▸ PROBLEM
Everything from the first line of the entries below through the line holding "let path = path.as_ref();" must be printed exactly as written.

▸ DATASET
——————
//! Git repository wrapper implementing the store's Git API.

use std::path::Path;

use chrono::{TimeZone, Utc};
use git2::{DiffOptions, IndexEntry, IndexTime, Oid, Repository as Git2Repo, Sort};
use tracing::debug;

use gantry_store::{
    CommitInfo, DirEntry, EntryKind, GitApi, GitApiError, GitApiResult, TreeEntry,
};

/// A local Git repository acting as the object store.
pub struct LocalRepo {
    inner: Git2Repo,
}

impl LocalRepo {
    /// Opens a repository (bare or with worktree) at the given path.
    ///
    /// # Errors
    ///
    /// Returns an error if the path is not a valid Git repository.
    pub fn open(path: impl AsRef<Path>) -> GitApiResult<Self> {
        let path = path.as_ref();
        let inner = Git2Repo::open(path).map_err(|e| GitApiError::Remote {
            op: "open repository",
            message: format!("{}: {e}", path.display()),
        })?;
        Ok(Self { inner })
    }

    /// Normalizes GitHub-style ref names (`heads/main`) and bare branch
    /// names to fully qualified ones.
    fn refname(reference: &str) -> String {
        if reference.starts_with("refs/") {
            reference.to_string()
        } else if reference.starts_with("heads/") || reference.starts_with("tags/") {
            format!("refs/{reference}")
        } else {
            format!("refs/heads/{reference}")
        }
    }

    /// Finds the commit for a reference that may be a SHA or a ref name.
    fn peel(&self, reference: &str) -> GitApiResult<git2::Commit<'_>> {
        if let Ok(oid) = Oid::from_str(reference)
            && let Ok(commit) = self.inner.find_commit(oid)
        {
            return Ok(commit);
        }
        let name = Self::refname(reference);
        let git_ref = self
            .inner
            .find_reference(&name)
            .map_err(|_| GitApiError::RefNotFound(reference.to_string()))?;
        git_ref
            .peel_to_commit()
            .map_err(|_| GitApiError::RefNotFound(reference.to_string()))
    }

    fn commit_info(commit: &git2::Commit<'_>) -> CommitInfo {
        let when = commit.committer().when();
        CommitInfo {
            sha: commit.id().to_string(),
            tree: commit.tree_id().to_string(),
            message: commit.message().unwrap_or("").to_string(),
            parents: commit.parent_ids().map(|id| id.to_string()).collect(),
            committer_date: Utc
                .timestamp_opt(when.seconds(), 0)
                .single()
                .unwrap_or_else(Utc::now),
        }
    }

    /// Whether `commit` changed `path` relative to its first parent.
    fn touches_path(&self, commit: &git2::Commit<'_>, path: &str) -> GitApiResult<bool> {
        let tree = commit.tree().map_err(|e| remote("read tree", &e))?;
        let parent_tree = match commit.parent(0) {
            Ok(parent) => Some(parent.tree().map_err(|e| remote("read tree", &e))?),
            Err(_) => None,
        };

        let mut opts = DiffOptions::new();
        opts.pathspec(path);
        let diff = self
            .inner
            .diff_tree_to_tree(parent_tree.as_ref(), Some(&tree), Some(&mut opts))
            .map_err(|e| remote("diff trees", &e))?;

        Ok(diff.deltas().len() > 0)
    }
}

fn remote(op: &'static str, e: &git2::Error) -> GitApiError {
    GitApiError::Remote {
        op,
        message: e.to_string(),
    }
}

impl GitApi for LocalRepo {
    fn resolve_ref(&self, reference: &str) -> GitApiResult<String> {
        let name = Self::refname(reference);
        let git_ref = self
            .inner
            .find_reference(&name)
            .map_err(|_| GitApiError::RefNotFound(reference.to_string()))?;
        let commit = git_ref
            .peel_to_commit()
            .map_err(|_| GitApiError::RefNotFound(reference.to_string()))?;
        Ok(commit.id().to_string())
    }

    fn commit(&self, sha: &str) -> GitApiResult<CommitInfo> {
        let oid =
            Oid::from_str(sha).map_err(|_| GitApiError::ObjectNotFound(sha.to_string()))?;
        let commit = self
            .inner
            .find_commit(oid)
            .map_err(|_| GitApiError::ObjectNotFound(sha.to_string()))?;
        Ok(Self::commit_info(&commit))
    }

    fn create_tree(&self, base_tree: &str, entries: &[TreeEntry]) -> GitApiResult<String> {
        let base_oid = Oid::from_str(base_tree)
            .map_err(|_| GitApiError::ObjectNotFound(base_tree.to_string()))?;
        let base = self
            .inner
            .find_tree(base_oid)
            .map_err(|_| GitApiError::ObjectNotFound(base_tree.to_string()))?;

        let mut index = git2::Index::new().map_err(|e| remote("create tree", &e))?;
        index.read_tree(&base).map_err(|e| remote("create tree", &e))?;

        for entry in entries {
            let blob = self
                .inner
                .blob(entry.content.as_bytes())
                .map_err(|e| remote("create tree", &e))?;
            let index_entry = IndexEntry {
                ctime: IndexTime::new(0, 0),
                mtime: IndexTime::new(0, 0),
                dev: 0,
                ino: 0,
                mode: 0o100_644,
                uid: 0,
                gid: 0,
                file_size: entry.content.len() as u32,
                id: blob,
                flags: 0,
                flags_extended: 0,
                path: entry.path.clone().into_bytes(),
            };
            index
                .add(&index_entry)
                .map_err(|e| remote("create tree", &e))?;
        }

        let tree = index
            .write_tree_to(&self.inner)
            .map_err(|e| remote("create tree", &e))?;
        Ok(tree.to_string())
    }

    fn create_commit(
        &self,
        message: &str,
        tree: &str,
        parents: &[String],
    ) -> GitApiResult<String> {
        let tree_oid =
            Oid::from_str(tree).map_err(|_| GitApiError::ObjectNotFound(tree.to_string()))?;
        let tree = self
            .inner
            .find_tree(tree_oid)
            .map_err(|_| GitApiError::ObjectNotFound(tree_oid.to_string()))?;

        let mut parent_commits = Vec::with_capacity(parents.len());
        for sha in parents {
            let oid =
                Oid::from_str(sha).map_err(|_| GitApiError::ObjectNotFound(sha.clone()))?;
            let commit = self
                .inner
                .find_commit(oid)
                .map_err(|_| GitApiError::ObjectNotFound(sha.clone()))?;
            parent_commits.push(commit);
        }
        let parent_refs: Vec<&git2::Commit<'_>> = parent_commits.iter().collect();

        let sig = self
            .inner
            .signature()
            .map_err(|e| remote("create commit", &e))?;
        let oid = self
            .inner
            .commit(None, &sig, &sig, message, &tree, &parent_refs)
            .map_err(|e| remote("create commit", &e))?;
        Ok(oid.to_string())
    }

    fn merge(&self, base_ref: &str, head_sha: &str) -> GitApiResult<()> {
        let refname = Self::refname(base_ref);
        let base_commit = self.peel(base_ref)?;
        let head_commit = self.peel(head_sha)?;

        if base_commit.id() == head_commit.id() {
            return Ok(());
        }

        // Fast-forward when the head already contains the base.
        let descendant = self
            .inner
            .graph_descendant_of(head_commit.id(), base_commit.id())
            .map_err(|e| remote("merge", &e))?;
        if descendant {
            self.inner
                .reference(&refname, head_commit.id(), true, "fast-forward")
                .map_err(|e| remote("merge", &e))?;
            debug!(reference = %base_ref, head = %head_commit.id(), "fast-forwarded");
            return Ok(());
        }

        let mut merged = self
            .inner
            .merge_commits(&base_commit, &head_commit, None)
            .map_err(|e| remote("merge", &e))?;
        if merged.has_conflicts() {
            return Err(GitApiError::MergeConflict {
                base: base_ref.to_string(),
                head: head_sha.to_string(),
            });
        }

        let tree_oid = merged
            .write_tree_to(&self.inner)
            .map_err(|e| remote("merge", &e))?;
        let tree = self
            .inner
            .find_tree(tree_oid)
            .map_err(|e| remote("merge", &e))?;
        let sig = self.inner.signature().map_err(|e| remote("merge", &e))?;
        let message = format!("Merge {head_sha} into {base_ref}");
        let merge_oid = self
            .inner
            .commit(
                Some(&refname),
                &sig,
                &sig,
                &message,
                &tree,
                &[&base_commit, &head_commit],
            )
            .map_err(|e| remote("merge", &e))?;
        debug!(reference = %base_ref, merge = %merge_oid, "created merge commit");
        Ok(())
    }

    fn commits_touching(&self, reference: &str, path: &str) -> GitApiResult<Vec<CommitInfo>> {
        let tip = self.peel(reference)?;

        let mut revwalk = self.inner.revwalk().map_err(|e| remote("list commits", &e))?;
        revwalk
            .set_sorting(Sort::TOPOLOGICAL | Sort::TIME)
            .map_err(|e| remote("list commits", &e))?;
        revwalk.push(tip.id()).map_err(|e| remote("list commits", &e))?;

        let mut commits = Vec::new();
        for oid in revwalk {
            let oid = oid.map_err(|e| remote("list commits", &e))?;
            let commit = self
                .inner
                .find_commit(oid)
                .map_err(|e| remote("list commits", &e))?;
            if self.touches_path(&commit, path)? {
                commits.push(Self::commit_info(&commit));
            }
        }

        Ok(commits)
    }

    fn read_file(&self, reference: &str, path: &str) -> GitApiResult<Vec<u8>> {
        let commit = self.peel(reference)?;
        let tree = commit.tree().map_err(|e| remote("read file", &e))?;
        let entry = tree
            .get_path(Path::new(path))
            .map_err(|_| GitApiError::PathNotFound(path.to_string()))?;
        let object = entry
            .to_object(&self.inner)
            .map_err(|e| remote("read file", &e))?;
        let blob = object
            .as_blob()
            .ok_or_else(|| GitApiError::PathNotFound(path.to_string()))?;
        Ok(blob.content().to_vec())
    }

    fn read_dir(&self, reference: &str, path: &str) -> GitApiResult<Vec<DirEntry>> {
        let commit = self.peel(reference)?;
        let tree = commit.tree().map_err(|e| remote("read dir", &e))?;

        let dir = if path.is_empty() {
            tree
        } else {
            let entry = tree
                .get_path(Path::new(path))
                .map_err(|_| GitApiError::PathNotFound(path.to_string()))?;
            let object = entry
                .to_object(&self.inner)
                .map_err(|e| remote("read dir", &e))?;
            object
                .into_tree()
                .map_err(|_| GitApiError::PathNotFound(path.to_string()))?
        };

        let mut listing = Vec::with_capacity(dir.len());
        for entry in dir.iter() {
            let kind = match entry.kind() {
                Some(git2::ObjectType::Tree) => EntryKind::Dir,
                _ => EntryKind::File,
            };
            listing.push(DirEntry {
                name: entry.name().unwrap_or("").to_string(),
                kind,
            });
        }
        Ok(listing)
    }
}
——————
▸ RESPONSE TO THE TASK
//! Git repository wrapper implementing the store's Git API.

use std::path::Path;

use chrono::{TimeZone, Utc};
use git2::{DiffOptions, IndexEntry, IndexTime, Oid, Repository as Git2Repo, Sort};
use tracing::debug;

use gantry_store::{
    CommitInfo, DirEntry, EntryKind, GitApi, GitApiError, GitApiResult, TreeEntry,
};

/// A local Git repository acting as the object store.
pub struct LocalRepo {
    inner: Git2Repo,
}

impl LocalRepo {
    /// Opens a repository (bare or with worktree) at the given path.
    ///
    /// # Errors
    ///
    /// Returns an error if the path is not a valid Git repository.
    pub fn open(path: impl AsRef<Path>) -> GitApiResult<Self> {
        let path = path.as_ref();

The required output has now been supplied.